I have always loved Facebook, from the childhood friends I have found, to checking up on old boyfriends lives (admit it you do it too), to the very adductive games. But I was living in this world that what people posted must be the truth just maybe Photoshopped a little. The truth of the matter is that nothing we see is true, or it's TOO true. I have seen people gosh over their loved one over and over, or post WAY to many self pictures of themselves just to find out weeks later that the two are separating, and that the person has gained some weight and were feeling insecure about it. Then the people taking crazy wonderful trips over and over making people think they must be very rich! But then you find that it just happens that they work for a travel website. The way we put our lives out on social media is not the truth it's what we want the truth to be. Just like the ten pounds we take off our pictures with Photoshop. Then there is the people that are WAY too truthful for their own good. Every thing is going wrong for these people. Every trip to the hospital for a small fever is a ten line post stating that someone was on the brink of death. I have had people post things that should of never been posted until ALL family members were told. Or the posts that are so short that is freaks everyone out.

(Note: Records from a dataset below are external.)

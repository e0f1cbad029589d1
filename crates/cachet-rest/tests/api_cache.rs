//! HTTP-level caching and invalidation through the full router.

use axum::{
    body::Body,
    http::{Request, StatusCode},
    response::Response,
    Router,
};
use cachet_config::AppConfig;
use cachet_rest::{create_router, X_CACHE};
use cachet_service::{InvalidationServiceComponent, MemoryCacheService};
use http_body_util::BodyExt;
use serde_json::{json, Value};
use tower::ServiceExt;

shaku::module! {
    TestModule {
        components = [MemoryCacheService, InvalidationServiceComponent],
        providers = []
    }
}

fn app() -> Router {
    let module = TestModule::builder().build();
    create_router(&module, &AppConfig::default())
}

async fn send(app: &Router, request: Request<Body>) -> Response {
    app.clone().oneshot(request).await.unwrap()
}

async fn get(app: &Router, uri: &str) -> Response {
    send(app, Request::get(uri).body(Body::empty()).unwrap()).await
}

async fn post_widget(app: &Router, name: &str, category: &str) -> Value {
    let request = Request::post("/api/v1/widgets")
        .header("content-type", "application/json")
        .body(Body::from(
            json!({ "name": name, "category": category }).to_string(),
        ))
        .unwrap();
    let response = send(app, request).await;
    assert_eq!(response.status(), StatusCode::CREATED);
    json_body(response).await
}

fn cache_status(response: &Response) -> &str {
    response.headers()[X_CACHE].to_str().unwrap()
}

async fn json_body(response: Response) -> Value {
    let bytes = response.into_body().collect().await.unwrap().to_bytes();
    serde_json::from_slice(&bytes).unwrap()
}

#[tokio::test]
async fn test_list_is_cached_until_a_widget_is_created() {
    let app = app();
    post_widget(&app, "sprocket", "parts").await;

    let first = get(&app, "/api/v1/widgets").await;
    assert_eq!(cache_status(&first), "MISS");
    let second = get(&app, "/api/v1/widgets").await;
    assert_eq!(cache_status(&second), "HIT");
    assert_eq!(json_body(second).await.as_array().unwrap().len(), 1);

    post_widget(&app, "gear", "parts").await;

    let third = get(&app, "/api/v1/widgets").await;
    assert_eq!(cache_status(&third), "MISS");
    assert_eq!(json_body(third).await.as_array().unwrap().len(), 2);
}

#[tokio::test]
async fn test_cached_response_keeps_content_type() {
    let app = app();
    post_widget(&app, "sprocket", "parts").await;

    get(&app, "/api/v1/widgets/1").await;
    let hit = get(&app, "/api/v1/widgets/1").await;

    assert_eq!(cache_status(&hit), "HIT");
    assert_eq!(hit.headers()["content-type"], "application/json");
    assert_eq!(json_body(hit).await["name"], "sprocket");
}

#[tokio::test]
async fn test_missing_widget_is_not_stored() {
    let app = app();

    let first = get(&app, "/api/v1/widgets/7").await;
    assert_eq!(first.status(), StatusCode::NOT_FOUND);
    assert_eq!(cache_status(&first), "BYPASS");

    post_widget(&app, "sprocket", "parts").await;
    let found = get(&app, "/api/v1/widgets/1").await;
    assert_eq!(found.status(), StatusCode::OK);
    assert_eq!(cache_status(&found), "MISS");
}

#[tokio::test]
async fn test_update_invalidates_detail() {
    let app = app();
    post_widget(&app, "sprocket", "parts").await;
    get(&app, "/api/v1/widgets/1").await;

    let request = Request::put("/api/v1/widgets/1")
        .header("content-type", "application/json")
        .body(Body::from(
            json!({ "name": "cog", "category": "parts" }).to_string(),
        ))
        .unwrap();
    assert_eq!(send(&app, request).await.status(), StatusCode::OK);

    let after = get(&app, "/api/v1/widgets/1").await;
    assert_eq!(cache_status(&after), "MISS");
    assert_eq!(json_body(after).await["name"], "cog");
}

#[tokio::test]
async fn test_language_varies_entry() {
    let app = app();
    post_widget(&app, "sprocket", "parts").await;
    get(&app, "/api/v1/widgets").await;

    let german = Request::get("/api/v1/widgets")
        .header("accept-language", "de")
        .body(Body::empty())
        .unwrap();
    assert_eq!(cache_status(&send(&app, german).await), "MISS");
}

#[tokio::test]
async fn test_manual_model_invalidation() {
    let app = app();
    post_widget(&app, "sprocket", "parts").await;
    get(&app, "/api/v1/widgets").await;
    get(&app, "/api/v1/widgets/1").await;

    let request = Request::delete("/api/v1/cache/models/shop/Widget")
        .body(Body::empty())
        .unwrap();
    let response = send(&app, request).await;

    assert_eq!(response.status(), StatusCode::OK);
    assert_eq!(json_body(response).await["data"]["deleted"], 2);
    assert_eq!(cache_status(&get(&app, "/api/v1/widgets").await), "MISS");
}

#[tokio::test]
async fn test_empty_pattern_is_rejected() {
    let app = app();

    let request = Request::delete("/api/v1/cache?pattern=")
        .body(Body::empty())
        .unwrap();
    let response = send(&app, request).await;

    assert_eq!(response.status(), StatusCode::BAD_REQUEST);
    assert_eq!(json_body(response).await["error"]["code"], "INVALID_INPUT");
}

#[tokio::test]
async fn test_malformed_model_is_rejected() {
    let app = app();

    let request = Request::delete("/api/v1/cache/models/shop/Wid,get")
        .body(Body::empty())
        .unwrap();
    let response = send(&app, request).await;

    assert_eq!(response.status(), StatusCode::BAD_REQUEST);
    assert_eq!(json_body(response).await["error"]["code"], "INVALID_INPUT");
}

fn profile_get(user: Option<&str>, uri: &str) -> Request<Body> {
    let mut builder = Request::get(uri);
    if let Some(user) = user {
        builder = builder.header("x-user-id", user);
    }
    builder.body(Body::empty()).unwrap()
}

#[tokio::test]
async fn test_profile_is_cached_per_user() {
    let app = app();

    let first = send(&app, profile_get(Some("7"), "/api/v1/me")).await;
    assert_eq!(cache_status(&first), "MISS");
    let again = send(&app, profile_get(Some("7"), "/api/v1/me")).await;
    assert_eq!(cache_status(&again), "HIT");
    let other = send(&app, profile_get(Some("8"), "/api/v1/me")).await;
    assert_eq!(cache_status(&other), "MISS");
    assert_eq!(json_body(other).await["user_id"], "8");
}

#[tokio::test]
async fn test_profile_update_clears_only_that_users_entries() {
    let app = app();
    send(&app, profile_get(Some("7"), "/api/v1/me")).await;
    send(&app, profile_get(Some("8"), "/api/v1/me")).await;

    let request = Request::put("/api/v1/me")
        .header("x-user-id", "7")
        .header("content-type", "application/json")
        .body(Body::from(json!({ "display_name": "Ann" }).to_string()))
        .unwrap();
    assert_eq!(send(&app, request).await.status(), StatusCode::OK);

    let seven = send(&app, profile_get(Some("7"), "/api/v1/me")).await;
    assert_eq!(cache_status(&seven), "MISS");
    assert_eq!(json_body(seven).await["display_name"], "Ann");
    let eight = send(&app, profile_get(Some("8"), "/api/v1/me")).await;
    assert_eq!(cache_status(&eight), "HIT");
}

#[tokio::test]
async fn test_user_query_param_cannot_read_user_profile() {
    let app = app();
    send(&app, profile_get(Some("42"), "/api/v1/me")).await;

    let response = send(&app, profile_get(None, "/api/v1/me?user=42")).await;

    assert_eq!(response.status(), StatusCode::UNAUTHORIZED);
    assert_eq!(cache_status(&response), "BYPASS");
}

#[tokio::test]
async fn test_health() {
    let response = get(&app(), "/health").await;
    assert_eq!(response.status(), StatusCode::OK);
    let body = json_body(response).await;
    assert_eq!(body["status"], "healthy");
    assert_eq!(body["store"]["name"], "memory");
}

But the worst thing to happen with social media is cyberbullying  and worst of all from adults that should know better. When kids and teens do it adults chew them out for it. Why that is, is because it's so noticeable. It's a blunt insult, Slut, Fat, Bitch... easy. But us adults are doing it too but in a very different way.

I have many different friends from many different times in my life. I have "friends" from churches throughout my life, high school mates, old co-workers, to even mom play date groups. The best part of my "friends" on Facebook is that we all are different and have different views. However, with that comes the mean comments. I have been attacked on subjects from parenting, to gay marriage, and even small news stories. I have had old friends that knew me and know that I am not a hateful person "de-friend" me from just one post, or even one picture. I have never de-friended anyone that had a different view then me. I have never told someone that they were wrong or are a bad parent or that they have no heart, or the worst, that they are racist or prejudice, but I have been told that by others, just from my views. These are to be my "friends"? I would think that they wanted to be my "friend" for a reason. I don't think I am better then anyone. I am a Christian, but I know we all are given the right to live the way we want to live, and we were given that right from God. And in the eyes of God a sin is a sin, not one is bigger or worst then others. I am in NO way perfect and I have never told anyone differently. With the right to live our lives the way we what too means that we are allowed to feel differently about different views. Now, I know I don't have one "friend" that is hateful or racist. But yet there are some that make me out to be, just by their words and tones. Maybe I am being over sensitive but as adults we know that we have to be carful with the written word. I can send a text to my husband and he will think I am mad if I have a ! at the end. But come on adults we know that and we should by now know that we need to over read what we are going to post and make sure to end it with something nice. Whatever happen to the "If you don't have anything nice to say, Do say anything at all!" Us adults are always telling kids and teens that in the social media world once you put something out on it there, there is no true way to get it back... but yet we are not practicing that ourselves. Why aren't we reading what we are posting before we so quickly comment. Why are we jumping to sides and not hearing them out. Why are we so quick to jump on the bandwagon without a thought. If we are to call these Facebook connections as "friends" then we need to start treating them as such.

Don't get me wrong we should be able to share our views on a topic and I love it when friends explain them to me. But when they get to the point where the same person has posted over and over and in a mean tone and under toning with personal insults I would call that Adult CyberBullying! This is when we need to have our kids and teens sit us down and teach us about the dangers of cyberbullying!